— Тебе говорят, чурбан, нельзя! — подскочила к нему Верка, вырвала вожжи и завернула подводу.

— Чо нельзя! Караул! Люди, ратуйте! Каратели пришли!

— Батя, — подошел я, — заткнись. На заводе бомбу нашли. Может взорваться. Ее обезвреживают, никому нельзя посторонним приближаться. Тебе жизнь дорога?

— Аллах с ним! — внезапно переменила решение Верка и бросила вожжи. Они потянулись по земле и попали под колесо. Лошадь остановилась. Тощая лошаденка ничему не удивлялась, за войну насмотрелась на такое, что стала философом: сколько ни крути, конец один.

— Так бы объяснили, а то рвут, гикают, скаженные! — выдернул из-под колес вожжи мужичонка, вскочил в телегу, перекрестился и завертел над головой кнутом, как ковбой лассо. Телега загремела по булыжнику. Полы немецкой шинелишки хлопали, как крылья.

— До чего народ непонятливый, — сказала Верка и со смаком сплюнула. — Сколько времени прошло? Скоро рванет?

— Часов нет, — сказал я. — Счастливые часов не наблюдают.

— И зачем я додумалась напроситься в минеры? — сказала Верка и опустилась на край тротуара, села, подогнув колени до подбородка. — Не видела бы, не знала. Чего они тянут? Сердце изнылось.

— Все будет в порядке, — успокаивал я. — Ты… Чего ты про Галю-то сказанула? Отчет своим словам даешь?

— Даю.

— Что, она с немцами крутила?

— Еще как, тебе не снилось.

— Мелешь. Чего плетешь? У нее на глазах родных сожгли.

— Правда, сожгли. Хлебнула.

— А ты говоришь.

— Ой, мальчик, — сказала Верка и положила подбородок на колени.

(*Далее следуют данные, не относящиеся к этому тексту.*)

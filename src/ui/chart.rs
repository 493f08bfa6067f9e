use serde::Serialize;

use crate::color;
use crate::data::filter::FilteredView;
use crate::data::model::StatField;
use crate::error::InvalidFieldError;

/// Marker translucency.
pub const MARKER_OPACITY: f64 = 0.65;

// ---------------------------------------------------------------------------
// Chart specification
// ---------------------------------------------------------------------------

/// Everything needed to draw the scatter plot, independent of the backend.
#[derive(Debug, Clone, PartialEq, Serialize)]
pub struct ChartSpec {
    pub title: String,
    /// Horizontal title anchor, 0 = left edge, 1 = right edge.
    pub title_x: f64,
    pub x_label: &'static str,
    pub y_label: &'static str,
    pub points: Vec<ScatterPoint>,
    pub opacity: f64,
    pub marker_color: String,
    pub trendline: Option<Trendline>,
}

#[derive(Debug, Clone, PartialEq, Serialize)]
pub struct ScatterPoint {
    pub x: f64,
    pub y: f64,
    pub player: String,
    pub country: String,
}

/// Least-squares line `y = slope * x + intercept`, drawn across `x_min..=x_max`.
#[derive(Debug, Clone, PartialEq, Serialize)]
pub struct Trendline {
    pub slope: f64,
    pub intercept: f64,
    pub r_squared: f64,
    pub x_min: f64,
    pub x_max: f64,
    pub color: String,
}

impl Trendline {
    pub fn y_at(&self, x: f64) -> f64 {
        self.slope * x + self.intercept
    }
}

pub fn chart_title(count: usize) -> String {
    format!("{count} Players in Selected Criteria")
}

/// Scatter `field` against FedExCup points for every row of `view`.
///
/// `field` is the selector value (a data column name); anything other than
/// the six statistics is rejected.
pub fn build_chart(view: &FilteredView<'_>, field: &str) -> Result<ChartSpec, InvalidFieldError> {
    let field: StatField = field.parse()?;

    let points: Vec<ScatterPoint> = view
        .records()
        .map(|r| ScatterPoint {
            x: field.value_of(r),
            y: r.points,
            player: r.name.clone(),
            country: r.country.clone(),
        })
        .collect();

    let xy: Vec<(f64, f64)> = points.iter().map(|p| (p.x, p.y)).collect();
    let trendline = ols(&xy).map(|fit| {
        let (x_min, x_max) = xy
            .iter()
            .fold((f64::INFINITY, f64::NEG_INFINITY), |(lo, hi), &(x, _)| {
                (lo.min(x), hi.max(x))
            });
        Trendline {
            slope: fit.slope,
            intercept: fit.intercept,
            r_squared: fit.r_squared,
            x_min,
            x_max,
            color: color::hex(color::TRENDLINE),
        }
    });

    Ok(ChartSpec {
        title: chart_title(view.len()),
        title_x: 0.5,
        x_label: field.column(),
        y_label: "Points",
        points,
        opacity: MARKER_OPACITY,
        marker_color: color::hex(color::MARKER),
        trendline,
    })
}

// ---------------------------------------------------------------------------
// Ordinary least squares
// ---------------------------------------------------------------------------

#[derive(Debug, Clone, Copy, PartialEq)]
pub struct OlsFit {
    pub slope: f64,
    pub intercept: f64,
    pub r_squared: f64,
}

/// Fit `y = slope * x + intercept` minimising squared vertical residuals.
///
/// `None` with fewer than two points or when every x is the same.
pub fn ols(points: &[(f64, f64)]) -> Option<OlsFit> {
    if points.len() < 2 {
        return None;
    }
    let n = points.len() as f64;
    let mean_x = points.iter().map(|p| p.0).sum::<f64>() / n;
    let mean_y = points.iter().map(|p| p.1).sum::<f64>() / n;

    let (mut sxx, mut sxy, mut syy) = (0.0, 0.0, 0.0);
    for &(x, y) in points {
        let dx = x - mean_x;
        let dy = y - mean_y;
        sxx += dx * dx;
        sxy += dx * dy;
        syy += dy * dy;
    }
    let sum_x2: f64 = points.iter().map(|p| p.0 * p.0).sum();
    if sxx <= f64::EPSILON * sum_x2 {
        return None;
    }

    let slope = sxy / sxx;
    let intercept = mean_y - slope * mean_x;
    // All y equal: the horizontal line explains everything there is.
    let r_squared = if syy == 0.0 { 1.0 } else { (sxy * sxy) / (sxx * syy) };

    Some(OlsFit {
        slope,
        intercept,
        r_squared,
    })
}
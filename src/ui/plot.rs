use std::ops::Range;

use plotters::prelude::*;

use crate::color;
use crate::error::PlotError;
use crate::ui::chart::ChartSpec;

// ---------------------------------------------------------------------------
// Scatter plot (chart region)
// ---------------------------------------------------------------------------

const SIZE: (u32, u32) = (700, 550);
const MARKER_RADIUS: u32 = 5;

/// Draw `chart` as a self-contained inline `<svg>` element.
pub fn render_svg(chart: &ChartSpec) -> Result<String, PlotError> {
    let mut svg = String::new();
    draw(chart, &mut svg).map_err(|e| PlotError(e.to_string()))?;
    Ok(svg)
}

fn draw<'a>(spec: &ChartSpec, svg: &'a mut String) -> DrawResult<(), SVGBackend<'a>> {
    let x_range = span(spec.points.iter().map(|p| p.x));
    let mut ys: Vec<f64> = spec.points.iter().map(|p| p.y).collect();
    if let Some(line) = &spec.trendline {
        ys.push(line.y_at(line.x_min));
        ys.push(line.y_at(line.x_max));
    }
    let y_range = span(ys.into_iter());

    let root = SVGBackend::with_string(svg, SIZE).into_drawing_area();
    root.fill(&WHITE)?;

    let mut chart = ChartBuilder::on(&root)
        .caption(&spec.title, ("sans-serif", 17))
        .margin(15i32)
        .x_label_area_size(50u32)
        .y_label_area_size(80u32)
        .build_cartesian_2d(x_range, y_range)?;

    let axis = color::rgb(color::AXIS);
    chart
        .configure_mesh()
        .x_desc(spec.x_label)
        .y_desc(spec.y_label)
        .axis_style(axis.stroke_width(1))
        .light_line_style(color::rgb(color::GRID).stroke_width(1))
        .label_style(("sans-serif", 12).into_font().color(&axis))
        .draw()?;

    let marker = color::rgb(color::MARKER).mix(spec.opacity).filled();
    chart.draw_series(
        spec.points
            .iter()
            .map(|p| Circle::new((p.x, p.y), MARKER_RADIUS, marker)),
    )?;

    if let Some(line) = &spec.trendline {
        chart.draw_series(LineSeries::new(
            [
                (line.x_min, line.y_at(line.x_min)),
                (line.x_max, line.y_at(line.x_max)),
            ],
            color::rgb(color::TRENDLINE).stroke_width(2),
        ))?;
    }

    root.present()?;
    Ok(())
}

/// Data bounds padded by 5%, widened around a single value, `0..1` when empty.
fn span(values: impl Iterator<Item = f64>) -> Range<f64> {
    let (lo, hi) = values
        .filter(|v| v.is_finite())
        .fold((f64::INFINITY, f64::NEG_INFINITY), |(lo, hi), v| {
            (lo.min(v), hi.max(v))
        });
    if lo > hi {
        return 0.0..1.0;
    }
    let pad = if hi > lo {
        (hi - lo) * 0.05
    } else if lo == 0.0 {
        1.0
    } else {
        lo.abs() * 0.1
    };
    (lo - pad)..(hi + pad)
}
use std::collections::BTreeSet;
use std::fmt;
use std::str::FromStr;

use serde::{Deserialize, Serialize};

use crate::error::InvalidFieldError;

/// Age assigned to players whose age is missing from the source data
/// (the tour-wide average).
pub const DEFAULT_AGE: i64 = 35;

// ---------------------------------------------------------------------------
// PlayerRecord – one row of the table
// ---------------------------------------------------------------------------

/// A single player's season statistics.
#[derive(Debug, Clone, PartialEq, Serialize, Deserialize)]
pub struct PlayerRecord {
    pub name: String,
    pub country: String,
    pub age: i64,
    pub earnings: f64,
    /// Yards.
    pub avg_drive_dis: f64,
    pub avg_putts_hole: f64,
    pub drive_accuracy_pctg: f64,
    pub greens_reg_pctg: f64,
    pub sand_save_pct: f64,
    /// FedExCup points.
    pub points: f64,
}

// ---------------------------------------------------------------------------
// StatField – the statistics that can go on the x axis
// ---------------------------------------------------------------------------

/// Statistic plotted against FedExCup points.
#[derive(Debug, Clone, Copy, PartialEq, Eq, Hash, Default, Serialize, Deserialize)]
pub enum StatField {
    #[serde(rename = "Earnings")]
    Earnings,
    #[default]
    #[serde(rename = "Avg_Drive_Dis")]
    AvgDriveDis,
    #[serde(rename = "Avg_Putts_Hole")]
    AvgPuttsHole,
    #[serde(rename = "Drive_Accuracy_Pctg")]
    DriveAccuracyPctg,
    #[serde(rename = "Greens_Reg_Pctg")]
    GreensRegPctg,
    #[serde(rename = "Sand_Save_Pct")]
    SandSavePct,
}

impl StatField {
    pub const ALL: [StatField; 6] = [
        StatField::Earnings,
        StatField::AvgDriveDis,
        StatField::AvgPuttsHole,
        StatField::DriveAccuracyPctg,
        StatField::GreensRegPctg,
        StatField::SandSavePct,
    ];

    /// Column name in the data file; also the value sent by the selector.
    pub const fn column(self) -> &'static str {
        match self {
            StatField::Earnings => "Earnings",
            StatField::AvgDriveDis => "Avg_Drive_Dis",
            StatField::AvgPuttsHole => "Avg_Putts_Hole",
            StatField::DriveAccuracyPctg => "Drive_Accuracy_Pctg",
            StatField::GreensRegPctg => "Greens_Reg_Pctg",
            StatField::SandSavePct => "Sand_Save_Pct",
        }
    }

    /// Human readable label shown in the selector.
    pub const fn label(self) -> &'static str {
        match self {
            StatField::Earnings => "Earnings",
            StatField::AvgDriveDis => "Average Drive Distance",
            StatField::AvgPuttsHole => "Average Putts Per Hole",
            StatField::DriveAccuracyPctg => "Driving Accuracy Percentage",
            StatField::GreensRegPctg => "Greens in Regulation Percentage",
            StatField::SandSavePct => "Sand Save Percentage",
        }
    }

    pub fn value_of(self, record: &PlayerRecord) -> f64 {
        match self {
            StatField::Earnings => record.earnings,
            StatField::AvgDriveDis => record.avg_drive_dis,
            StatField::AvgPuttsHole => record.avg_putts_hole,
            StatField::DriveAccuracyPctg => record.drive_accuracy_pctg,
            StatField::GreensRegPctg => record.greens_reg_pctg,
            StatField::SandSavePct => record.sand_save_pct,
        }
    }
}

impl FromStr for StatField {
    type Err = InvalidFieldError;

    fn from_str(s: &str) -> Result<Self, Self::Err> {
        StatField::ALL
            .into_iter()
            .find(|f| f.column() == s)
            .ok_or_else(|| InvalidFieldError(s.to_string()))
    }
}

impl fmt::Display for StatField {
    fn fmt(&self, f: &mut fmt::Formatter<'_>) -> fmt::Result {
        f.write_str(self.column())
    }
}

// ---------------------------------------------------------------------------
// Column – table schema in display order
// ---------------------------------------------------------------------------

#[derive(Debug, Clone, Copy, PartialEq, Eq)]
pub enum Column {
    Player,
    Country,
    Age,
    Stat(StatField),
    Points,
}

impl Column {
    /// Display order: the age column sits right after the country.
    pub const DISPLAY_ORDER: [Column; 10] = [
        Column::Player,
        Column::Country,
        Column::Age,
        Column::Stat(StatField::Earnings),
        Column::Stat(StatField::AvgDriveDis),
        Column::Stat(StatField::AvgPuttsHole),
        Column::Stat(StatField::DriveAccuracyPctg),
        Column::Stat(StatField::GreensRegPctg),
        Column::Stat(StatField::SandSavePct),
        Column::Points,
    ];

    pub fn header(self) -> &'static str {
        match self {
            Column::Player => "Player",
            Column::Country => "Country",
            Column::Age => "Age",
            Column::Stat(field) => field.column(),
            Column::Points => "Points",
        }
    }

    pub fn cell(self, record: &PlayerRecord) -> CellValue<'_> {
        match self {
            Column::Player => CellValue::Text(&record.name),
            Column::Country => CellValue::Text(&record.country),
            Column::Age => CellValue::Integer(record.age),
            Column::Stat(field) => CellValue::Number(field.value_of(record)),
            Column::Points => CellValue::Number(record.points),
        }
    }
}

/// A single table cell borrowed from a record.
#[derive(Debug, Clone, Copy, PartialEq)]
pub enum CellValue<'a> {
    Text(&'a str),
    Integer(i64),
    Number(f64),
}

impl fmt::Display for CellValue<'_> {
    fn fmt(&self, f: &mut fmt::Formatter<'_>) -> fmt::Result {
        match self {
            CellValue::Text(s) => f.write_str(s),
            CellValue::Integer(i) => write!(f, "{i}"),
            CellValue::Number(v) => write!(f, "{v}"),
        }
    }
}

// ---------------------------------------------------------------------------
// Dataset – the complete loaded table
// ---------------------------------------------------------------------------

/// The loaded player table. Never mutated after construction.
#[derive(Debug, Clone, Default)]
pub struct Dataset {
    records: Vec<PlayerRecord>,
}

impl Dataset {
    pub fn from_records(records: Vec<PlayerRecord>) -> Self {
        Dataset { records }
    }

    pub fn records(&self) -> &[PlayerRecord] {
        &self.records
    }

    pub fn len(&self) -> usize {
        self.records.len()
    }

    pub fn is_empty(&self) -> bool {
        self.records.is_empty()
    }

    /// Sorted set of distinct countries present in the table.
    pub fn countries(&self) -> BTreeSet<&str> {
        self.records.iter().map(|r| r.country.as_str()).collect()
    }
}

— Договаривай, раз начала.

— Ну, а почему она осталась живой, знаешь?

— Убежала.

— Никуда она не убежала. Ее схватили, в публичный дом бросили.

— Куда?

— В бардак. Знаешь, что это такое?

— Слышал.

— Слышал. Она, несчастная, туда угодила. Для немецких солдат, и сколько ее там потоптало сапог, одному богу известно.

— Вера, Верочка, — еле произнес я. У меня внутри похолодело. — Ты никому не рассказывай. Никому, умоляю!

— И ты в нее влопался?

— Вера, Вера, что хочешь… Молчи!

— Тебе-то что? Жалостливый. Все вы такие, когда другим баба достается.

— Она же наш товарищ.

— Знаю. Ладно. Я буду молчать. Но если к Зинченко полезет, устрою концерт.

— Ни к кому она не полезет. Она… Понимаешь, она… Она устала. Ей… Я ее взял на руки на дровяном дворе. Теперь я понимаю, почему она так на меня поглядела, — у нее внутри все отмерло. Как бомба взорвалась и все убила.

— Типун тебе на язык и два под язык, — вскочила Верка. — Накличешь. Плюнь три раза через левое плечо.

— На, на… Хоть десять раз плюну.

— Подожди, — она замерла. — Кто-то побежал? Кажись, Валька. Валя, Белов, ты чего? Кого? Кричи громче.

— Козлова, — донесся голос Вальки. Он стоял у ворот хлебозавода и махал рукой.

— А меня? Кликал Зинченко?

— Козлова. Остальным оставаться на местах.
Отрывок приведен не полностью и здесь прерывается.